Himes avant Fossoyeur et Ed Cercueil : premiers romans

Les lecteurs français connaissent mal les premiers romans de Himes, ceux qu'ils a écrits avant son exil en France en 1953 ou entre son arrivée à Paris et La reine des pommes (1958). Pour qui a commencé par ses romans policiers, la différence d'inspiration et d'écriture surprend. On peut même avoir l'impression qu'il ne s'agit pas du même auteur.

Jean-Patrick Manchette, fin connaisseur de Himes et de tout ce qui a trait à la littérature policière, n'aime pas beaucoup ses premiers romans.

Mais Manchette est injuste. Plusieurs des romans américains de Himes sont très beaux. S'il braille, lâche-le..., le premier titre, traduit par Marcel Duhamel et qui a donné à ce dernier l'intuition de ce que Himes pourrait faire dans la Série noire, est l'histoire d'un jeune ouvrier noir de l'industrie de l'armement, à Los Angeles, pendant la deuxième guerre mondiale. Quand il lui donne les consignes pour son premier titre dans la Série noire, Duhamel évoque ce premier livre : « Donnez-moi 220 pages dactylographiées. […] Écrivez comme dans le roman que j'ai traduit. Des phrases brèves et claires, de l’action. C'est le style qui convient parfaitement à mes histoires de brigands. » (Regrets sans repentir, Paris, Gallimard, 1979). 

Moins drôle que le cycle de Harlem, S'il braille, lâche-le… est aussi plus politique ou, plus exactement, d'une écriture plus classiquement politique. Le roman expose les contradictions de l'Amérique, en guerre contre le racisme et le fascisme, mais incapable de combattre le racisme chez elle. Le cadre est d'emblée posé avec l'évocation des Américains d'origine japonaise internés après Pearl Harbor et les zoot-suit riots, les émeutes raciales qui ont opposé à Los Angeles en juin 1943 des marins américains et des jeunes Mexicains.

La dégradation de Robert Jones de chef d'équipe à simple ouvrier, son refus de partager le destin que lui offre Alice, sa belle fiancée claire de peau, issue de la bourgeoisie noire, le viol, enfin, ponctuent une inexorable descente vers l'enfer de la conscription. Et ce n'est pas de la guerre ou de la mort que Robert Jones a peur, c'est de vivre au milieu des Blancs, dans l'armée américaine raciste.

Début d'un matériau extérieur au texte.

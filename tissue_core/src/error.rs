//! Error types for the tissue_core library.
//!
//! Evaluation itself never fails; these cover the configuration layer and
//! input parsing at the edges.

use std::io;

/// Result type alias using our Error type
pub type Result<T> = std::result::Result<T, Error>;

/// Core error type for tissue_core operations
#[derive(Debug, thiserror::Error)]
pub enum Error {
    /// IO error occurred
    #[error("IO error: {0}")]
    Io(#[from] io::Error),

    /// JSON serialization error
    #[error("JSON error: {0}")]
    Json(#[from] serde_json::Error),

    /// TOML parsing error
    #[error("TOML error: {0}")]
    Toml(#[from] toml::de::Error),

    /// Configuration validation error
    #[error("Configuration error: {0}")]
    Config(String),

    /// Exercise category not in the known set
    #[error("Unknown exercise category: {0}")]
    UnknownCategory(String),
}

S'il pleure lâche-le (If He Hollers, Let Him Go)

1 commentaire:

  1. Bravo, je suis du même avis que vous. J'estime que dans "Hier vous fera pleurer", la version intégrale, Chester Himes a montré ses grandes qualités d'écrivain et son audace de parler de sujets tabous. Chester Himes est un tout, complexe. Il n'y a aucune dichotomie.
    Je viens de suivre votre interview pour l'Harmattan en ligne. Bravo encore.